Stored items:
┄┄┄┄┄┄┄┄┄┄┄┄┄┄┄┄┄┄┄┄

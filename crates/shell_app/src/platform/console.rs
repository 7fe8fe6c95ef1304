//! Line-oriented host used when no native window toolkit is linked in.
//!
//! Every host call is printed to stdout; stdin lines are parsed into host
//! events, navigations and key presses.

use std::io::{self, BufRead, Write};
use std::sync::mpsc;
use std::thread;

use serde_json::Value;
use shell_core::{ConfirmPrompt, NavigationKind, NavigationRequest};

use super::host::{Host, HostEvent};

#[derive(Default)]
pub struct ConsoleHost {
    pending_prompt: Option<ConfirmPrompt>,
    title: String,
}

impl ConsoleHost {
    pub fn take_prompt(&mut self) -> Option<ConfirmPrompt> {
        self.pending_prompt.take()
    }

    fn print(&self, line: &str) {
        let mut out = io::stdout().lock();
        let _ = writeln!(out, "[{}] {}", self.title, line);
    }
}

impl Host for ConsoleHost {
    fn set_title(&mut self, title: &str) {
        self.title = title.to_string();
    }

    fn show_window(&mut self) {
        self.print("window shown");
    }

    fn hide_window(&mut self) {
        self.print("window hidden to tray");
    }

    fn close_window(&mut self) {
        self.print("window closed");
    }

    fn relayout_view(&mut self) {
        self.print("view resized to window bounds");
    }

    fn load_url(&mut self, url: &str) {
        self.print(&format!("loading {url}"));
    }

    fn reload_view(&mut self) {
        self.print("reloading page");
    }

    fn open_external(&mut self, url: &str) {
        self.print(&format!("opening {url} in the system browser"));
    }

    fn ask(&mut self, prompt: &ConfirmPrompt) {
        let question = match prompt {
            ConfirmPrompt::Download {
                version,
                release_notes,
            } => match release_notes {
                Some(notes) => format!("Version {version} is available.\n{notes}\nDownload now?"),
                None => format!("Version {version} is available. Download now?"),
            },
            ConfirmPrompt::Install { version } => {
                format!("Version {version} is ready. Restart and install now?")
            }
            ConfirmPrompt::Reload => "Reload the page?".to_string(),
        };
        self.print(&format!("{question} [yes/no]"));
        self.pending_prompt = Some(prompt.clone());
    }

    fn show_message(&mut self, text: &str) {
        self.print(text);
    }

    fn set_task_progress(&mut self, progress: Option<f64>) {
        match progress {
            Some(fraction) => self.print(&format!("progress {:.0}%", fraction * 100.0)),
            None => self.print("progress cleared"),
        }
    }

    fn send_to_renderer(&mut self, channel: &str, payload: Value) {
        self.print(&format!("-> {channel} {payload}"));
    }

    fn quit(&mut self) {
        self.print("quitting");
    }
}

/// A parsed stdin command.
#[derive(Debug, Clone, PartialEq)]
pub enum ConsoleInput {
    Event(HostEvent),
    Answer(bool),
    Navigate(NavigationRequest),
    Title(String),
    Key {
        key: String,
        ctrl: bool,
        meta: bool,
        shift: bool,
    },
    Close,
    Unknown(String),
}

pub fn parse_line(line: &str) -> Option<ConsoleInput> {
    let mut parts = line.split_whitespace();
    let command = parts.next()?;
    let rest: Vec<&str> = parts.collect();
    let input = match (command, rest.as_slice()) {
        ("check", []) => ConsoleInput::Event(HostEvent::CheckForUpdates),
        ("download", []) => ConsoleInput::Event(HostEvent::DownloadUpdate),
        ("install", []) => ConsoleInput::Event(HostEvent::InstallUpdate),
        ("yes" | "y", []) => ConsoleInput::Answer(true),
        ("no" | "n", []) => ConsoleInput::Answer(false),
        ("open", [url]) => navigate(NavigationKind::WindowOpen, url),
        ("nav", [url]) => navigate(NavigationKind::WillNavigate, url),
        ("redirect", [url]) => navigate(NavigationKind::Redirect, url),
        ("title", words) if !words.is_empty() => ConsoleInput::Title(words.join(" ")),
        ("key", [chord]) => parse_chord(chord),
        ("resize", [width, height]) => match (width.parse(), height.parse()) {
            (Ok(width), Ok(height)) => {
                ConsoleInput::Event(HostEvent::WindowResized { width, height })
            }
            _ => ConsoleInput::Unknown(line.to_string()),
        },
        ("maximize", []) => ConsoleInput::Event(HostEvent::MaximizeChanged(true)),
        ("restore", []) => ConsoleInput::Event(HostEvent::MaximizeChanged(false)),
        ("close", []) => ConsoleInput::Close,
        ("show", []) => ConsoleInput::Event(HostEvent::TrayShow),
        ("focus", []) => ConsoleInput::Event(HostEvent::SecondInstance),
        ("quit", []) => ConsoleInput::Event(HostEvent::TrayQuit),
        _ => ConsoleInput::Unknown(line.to_string()),
    };
    Some(input)
}

fn navigate(kind: NavigationKind, url: &str) -> ConsoleInput {
    ConsoleInput::Navigate(NavigationRequest::new(kind, url))
}

fn parse_chord(chord: &str) -> ConsoleInput {
    let mut ctrl = false;
    let mut meta = false;
    let mut shift = false;
    let mut key = "";
    for part in chord.split('+') {
        match part.to_ascii_lowercase().as_str() {
            "ctrl" => ctrl = true,
            "cmd" | "meta" => meta = true,
            "shift" => shift = true,
            _ => key = part,
        }
    }
    ConsoleInput::Key {
        key: key.to_string(),
        ctrl,
        meta,
        shift,
    }
}

/// Reads stdin on a background thread; the channel closes at end of input.
pub fn spawn_stdin_reader() -> mpsc::Receiver<ConsoleInput> {
    let (tx, rx) = mpsc::channel();
    thread::spawn(move || {
        let stdin = io::stdin();
        for line in stdin.lock().lines() {
            let Ok(line) = line else { break };
            if let Some(input) = parse_line(&line) {
                if tx.send(input).is_err() {
                    break;
                }
            }
        }
    });
    rx
}

#[cfg(test)]
mod tests {
    use super::*;

    #[test]
    fn parses_commands() {
        assert_eq!(
            parse_line("check"),
            Some(ConsoleInput::Event(HostEvent::CheckForUpdates))
        );
        assert_eq!(parse_line("  "), None);
        assert_eq!(
            parse_line("open https://sso.ecnu.edu.cn/login"),
            Some(ConsoleInput::Navigate(NavigationRequest::new(
                NavigationKind::WindowOpen,
                "https://sso.ecnu.edu.cn/login"
            )))
        );
        assert_eq!(
            parse_line("resize 800 600"),
            Some(ConsoleInput::Event(HostEvent::WindowResized {
                width: 800,
                height: 600
            }))
        );
        assert_eq!(
            parse_line("title Hello world"),
            Some(ConsoleInput::Title("Hello world".to_string()))
        );
        assert!(matches!(
            parse_line("resize wide tall"),
            Some(ConsoleInput::Unknown(_))
        ));
    }

    #[test]
    fn parses_key_chords() {
        assert_eq!(
            parse_line("key Ctrl+Shift+R"),
            Some(ConsoleInput::Key {
                key: "R".to_string(),
                ctrl: true,
                meta: false,
                shift: true,
            })
        );
        assert_eq!(
            parse_line("key F5"),
            Some(ConsoleInput::Key {
                key: "F5".to_string(),
                ctrl: false,
                meta: false,
                shift: false,
            })
        );
    }

    #[test]
    fn prompt_is_remembered_until_answered() {
        let mut host = ConsoleHost::default();
        host.ask(&ConfirmPrompt::Reload);
        assert_eq!(host.take_prompt(), Some(ConfirmPrompt::Reload));
        assert_eq!(host.take_prompt(), None);
    }
}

┄┄┄┄┄┄┄┄┄┄┄┄┄┄┄┄┄┄┄┄

The full set of entries must be restated exactly, with none omitted.

filename crates/shell_app/src/platform/console.rs
repository 7fe8fe6c95ef1304
//! Line-oriented host used when no native window toolkit is linked in.
//!
//! Every host call is printed to stdout; stdin lines are parsed into host
//! events, navigations and key presses.

use std::io::{self, BufRead, Write};
use std::sync::mpsc;
use std::thread;

use serde_json::Value;
use shell_core::{ConfirmPrompt, NavigationKind, NavigationRequest};

use super::host::{Host, HostEvent};

#[derive(Default)]
pub struct ConsoleHost {
    pending_prompt: Option<ConfirmPrompt>,
    title: String,
}

impl ConsoleHost {
    pub fn take_prompt(&mut self) -> Option<ConfirmPrompt> {
        self.pending_prompt.take()
    }

    fn print(&self, line: &str) {
        let mut out = io::stdout().lock();
        let _ = writeln!(out, "[{}] {}", self.title, line);
    }
}

impl Host for ConsoleHost {
    fn set_title(&mut self, title: &str) {
        self.title = title.to_string();
    }

    fn show_window(&mut self) {
        self.print("window shown");
    }

    fn hide_window(&mut self) {
        self.print("window hidden to tray");
    }

    fn close_window(&mut self) {
        self.print("window closed");
    }

    fn relayout_view(&mut self) {
        self.print("view resized to window bounds");
    }

    fn load_url(&mut self, url: &str) {
        self.print(&format!("loading {url}"));
    }

    fn reload_view(&mut self) {
        self.print("reloading page");
    }

    fn open_external(&mut self, url: &str) {
        self.print(&format!("opening {url} in the system browser"));
    }

    fn ask(&mut self, prompt: &ConfirmPrompt) {
        let question = match prompt {
            ConfirmPrompt::Download {
                version,
                release_notes,
            } => match release_notes {
                Some(notes) => format!("Version {version} is available.\n{notes}\nDownload now?"),
                None => format!("Version {version} is available. Download now?"),
            },
            ConfirmPrompt::Install { version } => {
                format!("Version {version} is ready. Restart and install now?")
            }
            ConfirmPrompt::Reload => "Reload the page?".to_string(),
        };
        self.print(&format!("{question} [yes/no]"));
        self.pending_prompt = Some(prompt.clone());
    }

    fn show_message(&mut self, text: &str) {
        self.print(text);
    }

    fn set_task_progress(&mut self, progress: Option<f64>) {
        match progress {
            Some(fraction) => self.print(&format!("progress {:.0}%", fraction * 100.0)),
            None => self.print("progress cleared"),
        }
    }

    fn send_to_renderer(&mut self, channel: &str, payload: Value) {
        self.print(&format!("-> {channel} {payload}"));
    }

    fn quit(&mut self) {
        self.print("quitting");
    }
}

/// A parsed stdin command.
#[derive(Debug, Clone, PartialEq)]
pub enum ConsoleInput {
    Event(HostEvent),
    Answer(bool),
    Navigate(NavigationRequest),
    Title(String),
    Key {
        key: String,
        ctrl: bool,
        meta: bool,
        shift: bool,
    },
    Close,
    Unknown(String),
}

pub fn parse_line(line: &str) -> Option<ConsoleInput> {
    let mut parts = line.split_whitespace();
    let command = parts.next()?;
    let rest: Vec<&str> = parts.collect();
    let input = match (command, rest.as_slice()) {
        ("check", []) => ConsoleInput::Event(HostEvent::CheckForUpdates),
        ("download", []) => ConsoleInput::Event(HostEvent::DownloadUpdate),
        ("install", []) => ConsoleInput::Event(HostEvent::InstallUpdate),
        ("yes" | "y", []) => ConsoleInput::Answer(true),
        ("no" | "n", []) => ConsoleInput::Answer(false),
        ("open", [url]) => navigate(NavigationKind::WindowOpen, url),
        ("nav", [url]) => navigate(NavigationKind::WillNavigate, url),
        ("redirect", [url]) => navigate(NavigationKind::Redirect, url),
        ("title", words) if !words.is_empty() => ConsoleInput::Title(words.join(" ")),
        ("key", [chord]) => parse_chord(chord),
        ("resize", [width, height]) => match (width.parse(), height.parse()) {
            (Ok(width), Ok(height)) => {
                ConsoleInput::Event(HostEvent::WindowResized { width, height })
            }
            _ => ConsoleInput::Unknown(line.to_string()),
        },
        ("maximize", []) => ConsoleInput::Event(HostEvent::MaximizeChanged(true)),
        ("restore", []) => ConsoleInput::Event(HostEvent::MaximizeChanged(false)),
        ("close", []) => ConsoleInput::Close,
        ("show", []) => ConsoleInput::Event(HostEvent::TrayShow),
        ("focus", []) => ConsoleInput::Event(HostEvent::SecondInstance),
        ("quit", []) => ConsoleInput::Event(HostEvent::TrayQuit),
        _ => ConsoleInput::Unknown(line.to_string()),
    };
    Some(input)
}

fn navigate(kind: NavigationKind, url: &str) -> ConsoleInput {
    ConsoleInput::Navigate(NavigationRequest::new(kind, url))
}

fn parse_chord(chord: &str) -> ConsoleInput {
    let mut ctrl = false;
    let mut meta = false;
    let mut shift = false;
    let mut key = "";
    for part in chord.split('+') {
        match part.to_ascii_lowercase().as_str() {
            "ctrl" => ctrl = true,
            "cmd" | "meta" => meta = true,
            "shift" => shift = true,
            _ => key = part,
        }
    }
    ConsoleInput::Key {
        key: key.to_string(),
        ctrl,
        meta,
        shift,
    }
}

/// Reads stdin on a background thread; the channel closes at end of input.
pub fn spawn_stdin_reader() -> mpsc::Receiver<ConsoleInput> {
    let (tx, rx) = mpsc::channel();
    thread::spawn(move || {
        let stdin = io::stdin();
        for line in stdin.lock().lines() {
            let Ok(line) = line else { break };
            if let Some(input) = parse_line(&line) {
                if tx.send(input).is_err() {
                    break;
                }
            }
        }
    });
    rx
}

#[cfg(test)]
mod tests {
    use super::*;

    #[test]
    fn parses_commands() {
        assert_eq!(
            parse_line("check"),
            Some(ConsoleInput::Event(HostEvent::CheckForUpdates))
        );
        assert_eq!(parse_line("  "), None);
        assert_eq!(
            parse_line("open https://sso.ecnu.edu.cn/login"),
            Some(ConsoleInput::Navigate(NavigationRequest::new(
                NavigationKind::WindowOpen,
                "https://sso.ecnu.edu.cn/login"
            )))
        );
        assert_eq!(
            parse_line("resize 800 600"),
            Some(ConsoleInput::Event(HostEvent::WindowResized {
                width: 800,
                height: 600
            }))
        );
        assert_eq!(
            parse_line("title Hello world"),
            Some(ConsoleInput::Title("Hello world".to_string()))
        );
        assert!(matches!(
            parse_line("resize wide tall"),
            Some(ConsoleInput::Unknown(_))
        ));
    }

    #[test]
    fn parses_key_chords() {
        assert_eq!(
            parse_line("key Ctrl+Shift+R"),
            Some(ConsoleInput::Key {
                key: "R".to_string(),
                ctrl: true,
                meta: false,
                shift: true,
            })
        );
        assert_eq!(
            parse_line("key F5"),
            Some(ConsoleInput::Key {
                key: "F5".to_string(),
                ctrl: false,
                meta: false,
                shift: false,
            })
        );
    }

    #[test]
    fn prompt_is_remembered_until_answered() {
        let mut host = ConsoleHost::default();
        host.ask(&ConfirmPrompt::Reload);
        assert_eq!(host.take_prompt(), Some(ConfirmPrompt::Reload));
        assert_eq!(host.take_prompt(), None);
    }
}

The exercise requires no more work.